1、APT34/OilRig新的樣本以及歸因分析,「老籤名」對應疑似APT34人員「

Iamfarhadzadeh」。

https://www.telsy.com/when-a-false-flag-doesnt-work-exploring-the-digital-crime-underground-at-campaign-preparation-stage/

https://www.telsy.com/wp-content/uploads/ATR_82599-1.pdf

2、俄羅斯APT使用COVID-19誘餌釋放Zebrocy特馬,這個是Go版本的Zebrocy的COVID-19網絡釣魚誘餌,攻擊目標之一是中國的一家醫療疫苗公司

https://www.intezer.com/blog/research/russian-apt-uses-covid-19-lures-to-deliver-zebrocy/

3、Facebook追蹤越南的APT組織「 OceanLotus」,並關閉該組織多個favebook帳號,重點:Facebook表示,它已經發現先前歸因於OceanLotus的網絡攻擊與一家名為CyberOne Group的越南公司之間的聯繫,該公司在胡志明市商業區的一條路邊列出了一個地址。

https://www.reuters.com/article/facebook-vietnam-cyber-idCAKBN28L03Y

4、Domestic Kitten組織(APT-C-50)針對中東地區反政府群體的監控活動

    Domestic Kitten組織(APT-C-50)最早被國外安全廠商披露,自2016年以來一直在進行廣泛而有針對性的攻擊,攻擊目標包括中東某國內部持不同政見者和反對派力量,以及ISIS的擁護者和主要定居在中東某國西部的庫德少數民族。值得注意的是,所有攻擊目標都是中東某國公民。伊斯蘭革命衛隊(IRGC)、情報部、內政部等中東某國政府機構可能為該組織提供支持。

    2020年9月27日,亞美尼亞與亞塞拜然之間的衝突升級,在納戈爾諾-卡拉巴赫地區交戰,敵對雙方持續發生激烈戰鬥,並且造成數十人傷亡。亞美尼亞與亞塞拜然之間存在領土爭端多年,最近再次爆發了近年最嚴重的衝突。由於中東某國與衝突兩國的共同邊界,中東某國的角色和當局的決定對此次衝突來說非常敏感。儘管中東某國對最近的緊張局勢持中立態度以及外交部要求克制和和平解決衝突的堅定立場,但中東某國國內某些團體、民間社會組織和中東某國議會議員呼籲支持亞塞拜然。或許正是這些原因,為了防止可能對中東某國政權穩定構成威脅,我們觀察到Domestic Kitten組織再次發起了攻擊行動。

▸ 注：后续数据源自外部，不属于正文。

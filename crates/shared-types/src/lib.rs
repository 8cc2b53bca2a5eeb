//! # Shared Types Crate
//!
//! Vocabulary shared by every supply-ledger subsystem: operations and their
//! parameters, canonical encoding and fingerprints, the persisted status
//! strings, ledger events, time sources, and the explicit TTL cache.
//!
//! ## Design Principles
//!
//! - **Single Source of Truth**: every cross-subsystem type is defined here.
//! - **Stable Strings**: `TxStatus` and `LedgerStatus` serialize to the
//!   persisted vocabulary (`PENDING`, `CONFIRMED`, `FAILED`, `REDUNDANT`).
//! - **Canonical Encoding**: parameters have exactly one string form, so
//!   fingerprints computed at submission time match those derived from events.

pub mod entities;
pub mod errors;
pub mod time;
pub mod ttl_cache;

pub use entities::*;
pub use errors::*;
pub use time::{MockTimeSource, SystemTimeSource, TimeSource};
pub use ttl_cache::TtlCache;
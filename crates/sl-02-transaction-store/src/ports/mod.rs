//! # Ports Module
//!
//! Persistence port for transaction records.

pub mod outbound;

pub use outbound::*;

    Domestic Kitten組織此次攻擊活動中使用了移動端攻擊武器,偽裝成居魯士大帝和Mohsen Restaurant相關APP,從代碼結構和功能上與商業監控軟體KidLogger高度相似。我們在此次攻擊活動中發現了一名活動在中東某國的疑似受害者,其可能參與了反政府相關活動。

https://blogs.360.cn/post/APT-C-50.html

5、火眼被APT組織入侵

https://www.fireeye.com/blog/products-and-services/2020/12/fireeye-shares-details-of-recent-cyber-attack-actions-to-protect-community.html

洩露的紅隊工具

https://github.com/fireeye/red_team_tool_countermeasures

6、某兔攻擊分析

https://insight-jp.nttsecurity.com/post/102glv5/pandas-new-arsenal-part-3-smanager

7、與哈馬斯有關的黑客使用的新後門濫用Facebook、Dropbox

https://www.cybereason.com/hubfs/dam/collateral/reports/Molerats-in-the-Cloud-New-Malware-Arsenal-Abuses-Cloud-Platforms-in-Middle-East-Espionage-Campaign.pdf

https://threatpost.com/molerats-apt-espionage-facebook-dropbox/162162/

8、X兔

https://www.welivesecurity.com/2020/12/10/luckymouse-ta428-compromise-able-desktop/

9、X兔

https://decoded.avast.io/luigicamastra/apt-group-targeting-governmental-agencies-in-east-asia/

技術分享

1、C2-JARM TOOLS

https://github.com/cedowens/C2-JARM

2、Adrozek的新惡意軟體,該惡意軟體會感染設備並通過更改設置來劫持Chrome,Edge和Firefox瀏覽器。厲害了,除了做瀏覽器劫持做廣告,還可以獲取海量用戶瀏覽器隱私。

    文中技術分析還是不錯的。

https://www.microsoft.com/security/blog/2020/12/10/widespread-malware-campaign-seeks-to-silently-inject-ads-into-search-results-affects-multiple-browsers/

3、Palo Alto Networks 42部門的研究人員報告說,njRAT遠程訪問特洛伊木馬(RAT)(又名Bladabindi)背後的運營商正在利用Pastebin命令和控制隧道來避免檢測。,動式Pastebin C2隧道

https://www.hackread.com/hackers-pastebin-commands-njrat-bladabindi-trojan/

https://unit42.paloaltonetworks.com/njrat-pastebin-command-and-control/

4、利用CSS腳本釋放惡意軟體

https://www.zdnet.com/article/hackers-hide-web-skimmer-inside-a-websites-css-files/

5、PDF注射,可以XSS,利用PDF釣魚非常好用。惡意黑客能夠將PDF代碼注入「逃避對象,劫持連結,甚至執行任意JavaScript」到PDF文件中。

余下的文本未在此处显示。